Como tampoco es Ava (¿o sí?) la escultura de Ava que preside el paseo marítimo de Tossa de Mar desde la altura de una pequeña fortaleza, y parece mirar con nostalgia la playa en que rodó Pandora, como diciendo “Ahí estuve yo, y esta playa y esta película me inmortalizaron”. Pero no. Todos tenemos nuestro doble, por supuesto, y ningún doble es tan perfecto y, a la vez, tan disímil como el que encarnamos nosotros mismos años después de ser nosotros mismos. ¿Soy yo el doble, el doppelgänger, de aquel niño de cinco o seis años que aparece en tal o cual fotografía, de ese adolescente de mirada incierta, de este chaval que sale del juzgado tras casarse? ¿Soy yo, ahora, mi propio doppelgänger de aquellos yos perdidos para siempre en el tiempo? Porque si están en algún sitio es, evidentemente, en mi memoria. De nuevo Verlaine: “Recuerdos, ¿qué esperáis de mí?”.

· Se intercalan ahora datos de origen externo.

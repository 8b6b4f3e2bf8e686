use tracing_subscriber::{EnvFilter, fmt, prelude::*};

/// Install the global subscriber. Logs go to stderr so they never mix with the report.
///
/// `RUST_LOG` wins when set; otherwise `verbose` picks between `debug` and `warn`.
/// `LOG_FORMAT=json` switches to JSON lines.
pub fn init(verbose: bool) {
    let default_level = if verbose { "debug" } else { "warn" };
    let env_filter = EnvFilter::try_from_default_env().unwrap_or_else(|_| {
        EnvFilter::new(format!("vidseo={default_level},vidseo_core={default_level}"))
    });

    let use_json = std::env::var("LOG_FORMAT")
        .map(|v| v.eq_ignore_ascii_case("json"))
        .unwrap_or(false);

    if use_json {
        tracing_subscriber::registry()
            .with(fmt::layer().json().with_writer(std::io::stderr))
            .with(env_filter)
            .init();
    } else {
        tracing_subscriber::registry()
            .with(
                fmt::layer()
                    .with_writer(std::io::stderr)
                    .with_ansi(console::colors_enabled_stderr())
                    .with_target(true),
            )
            .with(env_filter)
            .init();
    }
}
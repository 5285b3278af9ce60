use std::collections::HashMap;

use async_trait::async_trait;
use axum::http::header::AUTHORIZATION;
use axum::http::HeaderMap;
use custody_types::Identity;

use crate::error::{ServerError, ServerResult};

/// Credentials presented with a request.
#[derive(Clone, Debug, PartialEq, Eq)]
pub enum Credentials {
    Bearer(String),
    Anonymous,
}

impl Credentials {
    /// Read `Authorization: Bearer <token>`; anything else is anonymous.
    pub fn from_headers(headers: &HeaderMap) -> Self {
        headers
            .get(AUTHORIZATION)
            .and_then(|value| value.to_str().ok())
            .and_then(|value| value.strip_prefix("Bearer "))
            .map(str::trim)
            .filter(|token| !token.is_empty())
            .map(|token| Self::Bearer(token.to_string()))
            .unwrap_or(Self::Anonymous)
    }
}

/// Resolves request credentials to the identity the ledger sees as caller.
#[async_trait]
pub trait AuthProvider: Send + Sync {
    async fn authenticate(&self, credentials: &Credentials) -> ServerResult<Identity>;
}

/// Every request acts as the operator identity.
///
/// This is the relayer model: the service holds the writer's account and
/// submits every mutation on its behalf.
pub struct OperatorAuth {
    operator: Identity,
}

impl OperatorAuth {
    pub fn new(operator: Identity) -> Self {
        Self { operator }
    }
}

#[async_trait]
impl AuthProvider for OperatorAuth {
    async fn authenticate(&self, _credentials: &Credentials) -> ServerResult<Identity> {
        Ok(self.operator)
    }
}

/// Bearer tokens mapped to identities.
///
/// Unknown tokens are refused outright. Requests without a token act as the
/// zero identity, which can read but never write.
pub struct TokenAuth {
    tokens: HashMap<String, Identity>,
}

impl TokenAuth {
    pub fn new(tokens: HashMap<String, Identity>) -> Self {
        Self { tokens }
    }
}

#[async_trait]
impl AuthProvider for TokenAuth {
    async fn authenticate(&self, credentials: &Credentials) -> ServerResult<Identity> {
        match credentials {
            Credentials::Anonymous => Ok(Identity::zero()),
            Credentials::Bearer(token) => self
                .tokens
                .get(token)
                .copied()
                .ok_or_else(|| ServerError::AuthFailed("unknown bearer token".into())),
        }
    }
}

#[cfg(test)]
mod tests {
    use axum::http::HeaderValue;

    use super::*;

    fn headers(value: &str) -> HeaderMap {
        let mut headers = HeaderMap::new();
        headers.insert(AUTHORIZATION, HeaderValue::from_str(value).unwrap());
        headers
    }

    #[test]
    fn bearer_token_is_parsed() {
        assert_eq!(
            Credentials::from_headers(&headers("Bearer abc123")),
            Credentials::Bearer("abc123".into())
        );
    }

    #[test]
    fn other_schemes_are_anonymous() {
        assert_eq!(
            Credentials::from_headers(&headers("Basic dXNlcg==")),
            Credentials::Anonymous
        );
        assert_eq!(Credentials::from_headers(&headers("Bearer ")), Credentials::Anonymous);
        assert_eq!(Credentials::from_headers(&HeaderMap::new()), Credentials::Anonymous);
    }

    #[tokio::test]
    async fn operator_auth_ignores_credentials() {
        let operator = Identity::from_raw([5; 20]);
        let auth = OperatorAuth::new(operator);
        assert_eq!(auth.authenticate(&Credentials::Anonymous).await.unwrap(), operator);
        assert_eq!(
            auth.authenticate(&Credentials::Bearer("x".into())).await.unwrap(),
            operator
        );
    }

    #[tokio::test]
    async fn token_auth_maps_known_tokens() {
        let writer = Identity::from_raw([6; 20]);
        let auth = TokenAuth::new(HashMap::from([("secret".to_string(), writer)]));

        assert_eq!(
            auth.authenticate(&Credentials::Bearer("secret".into()))
                .await
                .unwrap(),
            writer
        );
        assert_eq!(
            auth.authenticate(&Credentials::Anonymous).await.unwrap(),
            Identity::zero()
        );
        assert!(matches!(
            auth.authenticate(&Credentials::Bearer("wrong".into())).await,
            Err(ServerError::AuthFailed(_))
        ));
    }
}
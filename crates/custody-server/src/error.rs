use axum::http::StatusCode;
use axum::response::{IntoResponse, Response};
use axum::Json;
use custody_ledger::LedgerError;
use serde_json::json;
use thiserror::Error;

#[derive(Debug, Error)]
pub enum ServerError {
    #[error("{0}")]
    BadRequest(String),

    #[error("authentication failed: {0}")]
    AuthFailed(String),

    #[error(transparent)]
    Ledger(#[from] LedgerError),

    #[error("invalid identifier: {0}")]
    Type(#[from] custody_types::TypeError),

    #[error("configuration error: {0}")]
    Config(String),

    #[error("I/O error: {0}")]
    Io(#[from] std::io::Error),

    #[error("internal error: {0}")]
    Internal(String),
}

pub type ServerResult<T> = Result<T, ServerError>;

impl ServerError {
    pub fn status_code(&self) -> StatusCode {
        match self {
            Self::BadRequest(_) | Self::Type(_) => StatusCode::BAD_REQUEST,
            Self::AuthFailed(_) => StatusCode::UNAUTHORIZED,
            Self::Ledger(err) => match err {
                LedgerError::Validation { .. } => StatusCode::BAD_REQUEST,
                LedgerError::Unauthorized { .. } => StatusCode::FORBIDDEN,
                LedgerError::NotFound(_) => StatusCode::NOT_FOUND,
                LedgerError::AlreadyExists(_) => StatusCode::CONFLICT,
                _ => StatusCode::INTERNAL_SERVER_ERROR,
            },
            Self::Config(_) | Self::Io(_) | Self::Internal(_) => StatusCode::INTERNAL_SERVER_ERROR,
        }
    }
}

impl IntoResponse for ServerError {
    fn into_response(self) -> Response {
        let status = self.status_code();
        if status.is_server_error() {
            tracing::error!(error = %self, "request failed");
        } else {
            tracing::debug!(error = %self, %status, "request rejected");
        }
        (status, Json(json!({ "error": self.to_string() }))).into_response()
    }
}
use custody_types::{Identity, PackageId};

use crate::error::LedgerError;
use crate::records::{HistoryEvent, Package};

/// Write boundary for ledger mutations.
///
/// Every mutation is gated on `caller` being the ledger's authorized writer.
pub trait LedgerWriter: Send + Sync {
    /// Register a new package and record its `CREATED` event at `origin`.
    fn create(
        &self,
        caller: &Identity,
        id: &PackageId,
        origin: &str,
        destination: &str,
    ) -> Result<Package, LedgerError>;

    /// Append a status event to an existing package.
    fn update_status(
        &self,
        caller: &Identity,
        id: &PackageId,
        status: &str,
        location: &str,
    ) -> Result<HistoryEvent, LedgerError>;
}

/// Read boundary for ledger queries.
pub trait LedgerReader: Send + Sync {
    /// The authorized writer.
    fn owner(&self) -> Identity;

    fn get(&self, id: &PackageId) -> Result<Package, LedgerError>;

    /// Full history in insertion order.
    fn history(&self, id: &PackageId) -> Result<Vec<HistoryEvent>, LedgerError>;

    /// The tail of [`history`](Self::history).
    fn last_status(&self, id: &PackageId) -> Result<HistoryEvent, LedgerError>;

    fn contains(&self, id: &PackageId) -> Result<bool, LedgerError>;

    /// All package identifiers, sorted.
    fn package_ids(&self) -> Result<Vec<PackageId>, LedgerError>;

    fn package_count(&self) -> Result<u64, LedgerError>;

    fn event_count(&self, id: &PackageId) -> Result<u64, LedgerError>;
}
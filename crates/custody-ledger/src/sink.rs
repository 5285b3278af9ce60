use std::sync::{Mutex, PoisonError};

use tokio::sync::broadcast;
use tracing::trace;

use crate::records::LedgerEvent;

/// Receiver of ledger notifications.
///
/// `publish` is called while the ledger's write lock is held, so
/// implementations must return promptly and must not call back into the
/// ledger.
pub trait EventSink: Send + Sync {
    fn publish(&self, event: &LedgerEvent);
}

/// Discards every event.
#[derive(Clone, Copy, Debug, Default)]
pub struct NoOpSink;

impl EventSink for NoOpSink {
    fn publish(&self, _event: &LedgerEvent) {}
}

/// Keeps every published event in memory, in publication order.
#[derive(Debug, Default)]
pub struct MemorySink {
    events: Mutex<Vec<LedgerEvent>>,
}

impl MemorySink {
    pub fn new() -> Self {
        Self::default()
    }

    pub fn events(&self) -> Vec<LedgerEvent> {
        self.events
            .lock()
            .unwrap_or_else(PoisonError::into_inner)
            .clone()
    }

    pub fn len(&self) -> usize {
        self.events
            .lock()
            .unwrap_or_else(PoisonError::into_inner)
            .len()
    }

    pub fn is_empty(&self) -> bool {
        self.len() == 0
    }
}

impl EventSink for MemorySink {
    fn publish(&self, event: &LedgerEvent) {
        self.events
            .lock()
            .unwrap_or_else(PoisonError::into_inner)
            .push(event.clone());
    }
}

/// A broadcast channel receiver for ledger events.
pub type EventStream = broadcast::Receiver<LedgerEvent>;

/// Fan-out sink delivering every event to all current subscribers.
///
/// Sending never blocks; subscribers that fall more than `capacity` events
/// behind observe `RecvError::Lagged`.
#[derive(Clone, Debug)]
pub struct BroadcastSink {
    sender: broadcast::Sender<LedgerEvent>,
}

impl BroadcastSink {
    pub fn new(capacity: usize) -> Self {
        let (sender, _) = broadcast::channel(capacity.max(1));
        Self { sender }
    }

    pub fn subscribe(&self) -> EventStream {
        self.sender.subscribe()
    }

    pub fn subscriber_count(&self) -> usize {
        self.sender.receiver_count()
    }
}

impl Default for BroadcastSink {
    fn default() -> Self {
        Self::new(1024)
    }
}

impl EventSink for BroadcastSink {
    fn publish(&self, event: &LedgerEvent) {
        // An error only means nobody is listening right now.
        if self.sender.send(event.clone()).is_err() {
            trace!(kind = %event.kind(), "no subscribers for ledger event");
        }
    }
}
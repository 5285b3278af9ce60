use thiserror::Error;

/// Errors produced by type operations.
#[derive(Debug, Error, Clone, PartialEq, Eq)]
pub enum TypeError {
    #[error("invalid hex string: {0}")]
    InvalidHex(String),

    #[error("invalid byte length: expected {expected}, got {actual}")]
    InvalidLength { expected: usize, actual: usize },

    #[error("address must start with 0x: {0}")]
    MissingPrefix(String),

    #[error("invalid public key: {0}")]
    InvalidPublicKey(String),

    #[error("package id must not be empty")]
    EmptyPackageId,

    #[error("package id must not have leading or trailing whitespace: {0:?}")]
    UntrimmedPackageId(String),
}
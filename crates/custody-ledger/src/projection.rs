use custody_types::{PackageId, Timestamp};
use serde::Serialize;

use crate::error::LedgerError;
use crate::records::{HistoryEvent, Package};
use crate::traits::LedgerReader;

/// Summary of where a package is and how it got there.
#[derive(Clone, Debug, PartialEq, Eq, Serialize)]
pub struct TrackingProjection {
    pub package: Package,
    pub last: HistoryEvent,
    pub event_count: u64,
    pub created_at: Timestamp,
    pub updated_at: Timestamp,
    /// Last known location equals the destination.
    pub at_destination: bool,
}

/// Locations a package has passed through, consecutive repeats collapsed.
#[derive(Clone, Debug, PartialEq, Eq, Serialize)]
pub struct CustodyTrail {
    pub id: PackageId,
    pub locations: Vec<String>,
}

/// Deterministic projection builders.
pub struct ProjectionBuilder;

impl ProjectionBuilder {
    pub fn tracking<R: LedgerReader>(
        reader: &R,
        id: &PackageId,
    ) -> Result<TrackingProjection, LedgerError> {
        let package = reader.get(id)?;
        // One history read; first and last come from the same copy.
        let history = reader.history(id)?;
        let (Some(first), Some(last)) = (history.first(), history.last()) else {
            return Err(LedgerError::Corrupt {
                id: id.clone(),
                reason: "history has no events".into(),
            });
        };

        Ok(TrackingProjection {
            at_destination: last.location == package.destination,
            created_at: first.timestamp,
            updated_at: last.timestamp,
            event_count: history.len() as u64,
            last: last.clone(),
            package,
        })
    }

    pub fn custody_trail<R: LedgerReader>(
        reader: &R,
        id: &PackageId,
    ) -> Result<CustodyTrail, LedgerError> {
        let history = reader.history(id)?;
        let mut locations: Vec<String> = history.into_iter().map(|e| e.location).collect();
        locations.dedup();
        Ok(CustodyTrail {
            id: id.clone(),
            locations,
        })
    }
}
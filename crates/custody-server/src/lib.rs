//! HTTP server for the custody ledger.
//!
//! Exposes package creation, status updates and the read projections as a
//! JSON REST API. The ledger itself lives in `custody-ledger`; this crate
//! only authenticates callers and translates requests and errors.

pub mod auth;
pub mod config;
pub mod error;
pub mod handler;
pub mod router;
pub mod server;
pub mod state;

pub use auth::{AuthProvider, Credentials, OperatorAuth, TokenAuth};
pub use config::{AuthConfig, ServerConfig};
pub use error::{ServerError, ServerResult};
pub use server::{CustodyServer, ShutdownSignal};
pub use state::AppState;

Lo dijo Susan Sontag a propósito de la fotografía, pero nosotros lo podemos extender al cine: cine y fotografía siempre dejan la huella de una ausencia, aunque su cometido sea verificar una presencia. No lo dijo Sontag, pero lo dio a entender: cada fotografía es un cadáver. Si contemplamos una foto que nos tomaron treinta, cuarenta años atrás, verificamos nuestra presencia (allí estábamos), pero también sospechamos una ausencia (los que estábamos allí ya no somos nosotros). Si contemplamos la foto de alguien que ya ha muerto, el efecto se multiplica. Nunca podemos ver un espejo vacío que no nos devuelva nuestra propia imagen, pero sabemos que, si no nos ponemos frente a él, el espejo solo denota nuestra ausencia. En Sobre la fotografía, la escritora aseguraba que su misión es “arrancar la máscara al mundo”; ese carácter revelador, casi esotérico, se cimenta en su capacidad para hacer visible lo no visible (como decía Paul Klee a propósito de la pintura), para desvelar los aspectos ocultos de lo real: en la mirada, en el gesto, en la postura, podemos descubrir en nuestras imágenes pretéritas aquello que ni siquiera sabíamos que estaba en nosotros. La fotografía es el arte elegíaco y crepuscular por excelencia, y el cine ha aprehendido buena parte de ese carácter, dándole además el consabido movimiento: pocas cosas hay que rezumen más melancolía por todas sus perforaciones que aquellas apolilladas imágenes en súper-8 o vídeo de viajes, celebraciones familiares, juegos infantiles y vacaciones. Cadáveres, fantasmas redivivos que hacen aflorar la nostalgia; bien mirado, esto sí son auténticas weepies. Probablemente la fotografía no captura el alma, como creyeron y creen algunos nativos americanos, pero sí es capaz de arrebatar al sujeto ese “algo” de vida y devolverle su reverberación, a modo de eco, años después. En su admirable Pasión (En passion, 1969), Bergman nos dibuja un presuntuoso arquitecto y fotógrafo interpretado por Erland Josephson que confiesa: “Creo que no puedo llegar al alma con mis fotografías”, pero da la sensación de que en su fuero interno piensa que sí.